DocumentationWhitePaper Comment | Edit | Print | Subscribe to this page

This page aggregates comments on the white paper Initial Software User Documentation Needs in the Cancer Bioinformatics Grid (caBIG) authored by Jim Harrison, Ken Smith and Lynette Grouse. This white paper was originally developed in the User Documentation SIG of the Training Strategic Workgroup, but it also has received significant input from the Best Practices SIG and others.

Current version

Release: Version 1.62. UserDocumentation-v162.pdf (136K PDF; Mar 10, 2005)

Version 1.6 added commentary on the benefits of a centralized, single source text document that may be processed on demand into multiple forms for delivery to users based on immediate needs. It recommends that caBIG experiment with this documentation management approach, while recognizing that initial documentation will probably need to be created with tools that are currently widely available such as MS Word or RTF editors. It also more clearly mentions the situation where Developers and Adopters may collaborate on creating documentation during the initial deployment process. Version 1.62 revises some of the section names and descriptions in the Architectural Description content outline and includes several minor revisions for clarity in the paper and the content outlines for the Administration and Users' Manuals.

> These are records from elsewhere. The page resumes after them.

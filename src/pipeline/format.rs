//! Notification text assembly and markup-aware truncation.

use crate::model::address::EmailAddress;
use crate::parser::header::decode_encoded_words;

/// Default cap on notification length, in whitespace-delimited words.
pub const DEFAULT_MAX_WORDS: usize = 400;

const EMPHASIS: [char; 3] = ['*', '_', '~'];

/// Assemble the notification and cap it at `max_words` words.
///
/// `from_header` is the raw `From` value. The sender is shown by display name
/// (first address of the list), falling back to the bare address. The
/// recipient is the decoded `To` header as written.
pub fn format_notification(
    from_header: &str,
    to_header: &str,
    subject: &str,
    body: &str,
    max_words: usize,
) -> String {
    let sender = sender_label(from_header);
    let message = format!("_{sender}_ to _{to_header}_\n*{subject}*\n\n{body}");
    truncate_words(&message, max_words)
}

fn sender_label(from_header: &str) -> String {
    EmailAddress::parse_header(from_header)
        .into_iter()
        .next()
        .map(|addr| addr.label().to_string())
        .unwrap_or_else(|| decode_encoded_words(from_header.trim()))
}

/// Keep the first `max_words` words of `text`.
///
/// A `<…>` link is never split: a cut inside one moves to just before it.
/// Only a `<` that opens a Slack link target (see [`is_link_target`]) counts,
/// so a stray `<` in unescaped text is an ordinary character.
/// Emphasis spans left open by the cut are closed. Whitespace inside the kept
/// part is untouched.
pub fn truncate_words(text: &str, max_words: usize) -> String {
    let Some(cut) = word_boundary(text, max_words) else {
        return text.to_string();
    };

    let mut kept = &text[..cut];
    if let Some(open) = unclosed_link_start(kept) {
        kept = kept[..open].trim_end();
    }

    let mut out = kept.to_string();
    out.extend(open_emphasis(kept).into_iter().rev());
    out
}

/// Byte offset just past word number `max_words`, or `None` if the text is
/// not longer than that.
fn word_boundary(text: &str, max_words: usize) -> Option<usize> {
    let mut words = 0;
    let mut in_word = false;
    let mut end = (max_words == 0).then_some(0);

    for (i, c) in text.char_indices() {
        if c.is_whitespace() {
            if in_word && words == max_words {
                end = Some(i);
            }
            in_word = false;
        } else if !in_word {
            if words == max_words {
                return end;
            }
            in_word = true;
            words += 1;
        }
    }
    None
}

/// Whether `target` is something Slack renders inside `<…>`: a URL with a
/// scheme, or a `#channel`, `@user` or `!special` mention.
pub fn is_link_target(target: &str) -> bool {
    if target.starts_with(['#', '@', '!']) {
        return target.len() > 1;
    }
    let Some((scheme, _)) = target.split_once(':') else {
        return false;
    };
    let mut chars = scheme.chars();
    chars.next().is_some_and(|c| c.is_ascii_alphabetic())
        && chars.all(|c| c.is_ascii_alphanumeric() || matches!(c, '+' | '-' | '.'))
}

fn opens_link(text: &str, at: usize) -> bool {
    let rest = &text[at + 1..];
    let target = rest.split(['|', '>']).next().unwrap_or_default();
    !target.contains(char::is_whitespace) && is_link_target(target)
}

fn unclosed_link_start(text: &str) -> Option<usize> {
    let mut start = None;
    for (i, c) in text.char_indices() {
        match c {
            '<' if opens_link(text, i) => start = Some(i),
            '>' => start = None,
            _ => {}
        }
    }
    start
}

/// Emphasis delimiters opened but not closed, outermost first.
fn open_emphasis(text: &str) -> Vec<char> {
    let chars: Vec<(usize, char)> = text.char_indices().collect();
    let mut stack: Vec<char> = Vec::new();
    let mut in_link = false;

    for (i, &(at, c)) in chars.iter().enumerate() {
        match c {
            '<' if opens_link(text, at) => in_link = true,
            '>' => in_link = false,
            c if EMPHASIS.contains(&c) && !in_link => {
                let prev = i.checked_sub(1).map(|j| chars[j].1);
                let next = chars.get(i + 1).map(|&(_, n)| n);
                let can_open = prev.map_or(true, |p| !p.is_alphanumeric())
                    && next.map_or(false, |n| !n.is_whitespace());
                let can_close = prev.map_or(false, |p| !p.is_whitespace())
                    && next.map_or(true, |n| !n.is_alphanumeric());

                let existing = stack.iter().rposition(|&d| d == c);
                match existing {
                    Some(pos) if can_close => {
                        stack.remove(pos);
                    }
                    _ if can_open => stack.push(c),
                    _ => {}
                }
            }
            _ => {}
        }
    }
    stack
}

Document content outlines for annotation

These wiki pages contain the annotated outlines for the design (architectural) description, administration manual and user manual from the appendices of the white paper above. Please visit these content outlines and annotate, comment or leave questions.

Draft versions

Version 1.6 Documentation-16.pdf (128K PDF; Mar 8, 2005)

Version 1.52 Documentation_1-52.pdf (116K PDF; Feb 28, 2005)

Version 1.51 Documentation_FC_1-51.pdf (117K PDF; Feb 11, 2005)

Version 1.4 Documentation_DR_1-4.pdf (112K PDF; Jan 17, 2005)

Version 1.3 Documentation-DR1_3.pdf (100K PDF; Jan 4, 2005)

Documentation White Paper FAQ

This set of questions and comments was extracted from the discussions of the draft versions of the white paper. Responses to questions and issues are shown in italic.

Documentation Lifecycle

...what is not captured is the lifecycle of the documentation process - creating the documentation, reviewing, updating, disseminating, presenting (web, paper, etc) and other uses.

Will these standards meet our needs now (and in the future) or do we need to describe a migration path to a more robust standard (like CMM)?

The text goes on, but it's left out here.